Patients who have gone home after critical illness and have been on a breathing machine in intensive care
What does the study involve?
Half of the participants will get standard NHS care and half will get the 6-week iRehab programme. The remote rehabilitation programme will be delivered by a trained healthcare team who understand the effects of critical illness. Patients have helped to identify what should be included so it is based on what patients’ needs are. The programme will be online, using written and computer-based information, exercise and strategies to promote recovery.
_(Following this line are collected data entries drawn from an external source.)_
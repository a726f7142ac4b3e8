//! Configuration loading and management.

use std::collections::{BTreeMap, HashMap};
use std::fmt;
use std::path::{Path, PathBuf};
use std::time::Duration;

use anyhow::{Context, Result};
use chrono::FixedOffset;
use figment::Figment;
use figment::providers::{Env, Format, Serialized, Toml};
use rr_call::{AvatarPolicy, HandlerConfig, RetryPolicy};
use rr_core::{ChannelId, ReportLabels};
use serde::{Deserialize, Serialize};

/// Application configuration.
#[derive(Clone, Serialize, Deserialize)]
#[serde(default)]
pub struct Config {
    /// Path to the rule database.
    pub database_path: PathBuf,
    pub refresh_cooldown_secs: u64,
    pub refresh_interval_secs: u64,
    pub close_grace_secs: u64,
    pub close_retry_attempts: u32,
    pub close_retry_initial_delay_secs: u64,
    /// Avatar URL template containing `{user}`. Timelines have no avatars when unset.
    pub avatar_url: Option<String>,
    pub avatar_required: bool,
    pub avatar_ttl_secs: u64,
    pub avatar_cache_capacity: usize,
    /// Offset for timeline tick labels.
    pub utc_offset_minutes: i32,
    /// Notification channel ID → webhook URL.
    pub webhooks: BTreeMap<String, String>,
    pub labels: ReportLabels,
}

impl fmt::Debug for Config {
    fn fmt(&self, f: &mut fmt::Formatter<'_>) -> fmt::Result {
        let webhooks: BTreeMap<&str, &str> = self
            .webhooks
            .keys()
            .map(|channel| (channel.as_str(), "[REDACTED]"))
            .collect();
        f.debug_struct("Config")
            .field("database_path", &self.database_path)
            .field("refresh_cooldown_secs", &self.refresh_cooldown_secs)
            .field("refresh_interval_secs", &self.refresh_interval_secs)
            .field("close_grace_secs", &self.close_grace_secs)
            .field("close_retry_attempts", &self.close_retry_attempts)
            .field(
                "close_retry_initial_delay_secs",
                &self.close_retry_initial_delay_secs,
            )
            .field("avatar_url", &self.avatar_url)
            .field("avatar_required", &self.avatar_required)
            .field("avatar_ttl_secs", &self.avatar_ttl_secs)
            .field("avatar_cache_capacity", &self.avatar_cache_capacity)
            .field("utc_offset_minutes", &self.utc_offset_minutes)
            .field("webhooks", &webhooks)
            .finish_non_exhaustive()
    }
}

impl Default for Config {
    fn default() -> Self {
        let data_dir = dirs_data_path().unwrap_or_else(|| PathBuf::from("."));
        let handler = HandlerConfig::default();
        Self {
            database_path: data_dir.join("rules.db"),
            refresh_cooldown_secs: handler.refresh_cooldown.as_secs(),
            refresh_interval_secs: handler.refresh_interval.as_secs(),
            close_grace_secs: handler.close_grace.as_secs(),
            close_retry_attempts: handler.close_retry.attempts,
            close_retry_initial_delay_secs: handler.close_retry.initial_delay.as_secs(),
            avatar_url: None,
            avatar_required: false,
            avatar_ttl_secs: 3600,
            avatar_cache_capacity: 256,
            utc_offset_minutes: 0,
            webhooks: BTreeMap::new(),
            labels: ReportLabels::default(),
        }
    }
}

impl Config {
    /// Loads configuration, optionally from a specific file.
    #[expect(
        clippy::result_large_err,
        reason = "figment::Error is large but only returned at startup"
    )]
    pub fn load_from(config_path: Option<&Path>) -> Result<Self, figment::Error> {
        let mut figment = Figment::from(Serialized::defaults(Self::default()));

        if let Some(config_dir) = dirs_config_path() {
            figment = figment.merge(Toml::file(config_dir.join("config.toml")));
        }

        if let Some(path) = config_path {
            figment = figment.merge(Toml::file(path));
        }

        // RR_DATABASE_PATH, RR_CLOSE_GRACE_SECS, ...
        figment = figment.merge(Env::prefixed("RR_"));

        figment.extract()
    }

    pub fn handler_config(&self) -> Result<HandlerConfig> {
        let utc_offset = FixedOffset::east_opt(self.utc_offset_minutes.saturating_mul(60))
            .with_context(|| {
                format!(
                    "utc_offset_minutes out of range: {}",
                    self.utc_offset_minutes
                )
            })?;
        Ok(HandlerConfig {
            refresh_cooldown: Duration::from_secs(self.refresh_cooldown_secs),
            refresh_interval: Duration::from_secs(self.refresh_interval_secs.max(1)),
            close_grace: Duration::from_secs(self.close_grace_secs),
            close_retry: RetryPolicy {
                attempts: self.close_retry_attempts.max(1),
                initial_delay: Duration::from_secs(self.close_retry_initial_delay_secs),
            },
            utc_offset,
            avatar_policy: if self.avatar_required {
                AvatarPolicy::Required
            } else {
                AvatarPolicy::Optional
            },
            labels: self.labels.clone(),
        })
    }

    /// Parses the webhook table keys into channel IDs.
    pub fn webhook_routes(&self) -> Result<HashMap<ChannelId, String>> {
        self.webhooks
            .iter()
            .map(|(channel, url)| {
                let channel = channel
                    .parse::<ChannelId>()
                    .with_context(|| format!("invalid webhook channel key {channel:?}"))?;
                Ok((channel, url.clone()))
            })
            .collect()
    }
}

/// Returns the platform-specific config directory for ringring.
fn dirs_config_path() -> Option<PathBuf> {
    dirs::config_dir().map(|p| p.join("ringring"))
}

/// Returns the platform-specific data directory for ringring.
///
/// On Linux: `~/.local/share/ringring`
pub fn dirs_data_path() -> Option<PathBuf> {
    dirs::data_dir().map(|p| p.join("ringring"))
}
//! Adaptive tick spacing for the time axis.

use chrono::{DateTime, Duration, FixedOffset, Utc};

/// Primary tick candidates, finest first.
const PRIMARY_LADDER: [Duration; 11] = [
    Duration::seconds(10),
    Duration::seconds(30),
    Duration::minutes(1),
    Duration::minutes(5),
    Duration::minutes(10),
    Duration::minutes(30),
    Duration::hours(1),
    Duration::hours(4),
    Duration::hours(8),
    Duration::hours(12),
    Duration::hours(24),
];

/// Upper bound on primary gridlines across the span.
const MAX_PRIMARY_TICKS: i32 = 12;

/// Weekly ticks start on Monday; 1970-01-05 is the first Monday after the epoch.
const ALIGNMENT_ANCHOR_SECS: i64 = 4 * 86_400;

#[derive(Debug, Clone, Copy, PartialEq, Eq)]
pub enum TickWeight {
    Primary,
    Secondary,
}

/// A gridline spacing with its label format.
#[derive(Debug, Clone, Copy, PartialEq, Eq)]
pub struct Tick {
    pub interval: Duration,
    /// `strftime`-style format for the label.
    pub label_format: &'static str,
    pub weight: TickWeight,
}

impl Tick {
    pub fn new(interval: Duration, weight: TickWeight) -> Self {
        Self {
            interval,
            label_format: label_format(interval),
            weight,
        }
    }

    /// Tick instants in `[start, end)` aligned to local-time boundaries.
    ///
    /// A zero-length span yields a single tick at `start`.
    pub fn positions(
        &self,
        start: DateTime<Utc>,
        end: DateTime<Utc>,
        offset: FixedOffset,
    ) -> Vec<DateTime<Utc>> {
        if end <= start {
            return vec![start];
        }
        let step = self.interval.num_seconds();
        if step <= 0 {
            return vec![start];
        }

        let local = start.timestamp() + i64::from(offset.local_minus_utc());
        let aligned = local - (local - ALIGNMENT_ANCHOR_SECS).rem_euclid(step);
        let mut current = start + Duration::seconds(aligned - local);
        if current < start {
            current += self.interval;
        }

        let mut out = Vec::new();
        while current < end {
            out.push(current);
            current += self.interval;
        }
        out
    }
}

/// Chooses the primary and secondary tick spacing for `span`.
pub fn choose_ticks(span: Duration) -> (Tick, Tick) {
    let primary = primary_interval(span);
    (
        Tick::new(primary, TickWeight::Primary),
        Tick::new(secondary_interval(primary), TickWeight::Secondary),
    )
}

fn primary_interval(span: Duration) -> Duration {
    PRIMARY_LADDER
        .into_iter()
        .find(|&preset| span < preset * MAX_PRIMARY_TICKS)
        .unwrap_or(Duration::hours(24))
}

fn secondary_interval(primary: Duration) -> Duration {
    if primary < Duration::days(1) {
        Duration::days(1)
    } else if primary < Duration::weeks(1) {
        Duration::weeks(1)
    } else {
        Duration::days(30)
    }
}

fn label_format(interval: Duration) -> &'static str {
    if interval < Duration::minutes(1) {
        "%H:%M:%S"
    } else if interval < Duration::days(1) {
        "%H:%M"
    } else {
        "%m/%d"
    }
}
If a person does not have a computer the researchers will provide a tablet (portable device) or send information by post. The healthcare team will speak to every patient taking part in the programme (online or by phone) on a weekly basis, to give guidance about how to manage symptoms. The researchers will ask everyone in the study about their quality of life, physical strength, and emotional wellbeing. They will also ask everyone about their tiredness, views about illness, and anxiety levels. This will be collected at 8 weeks and at 6 months by researchers. The researchers will also measure the value for money for the NHS.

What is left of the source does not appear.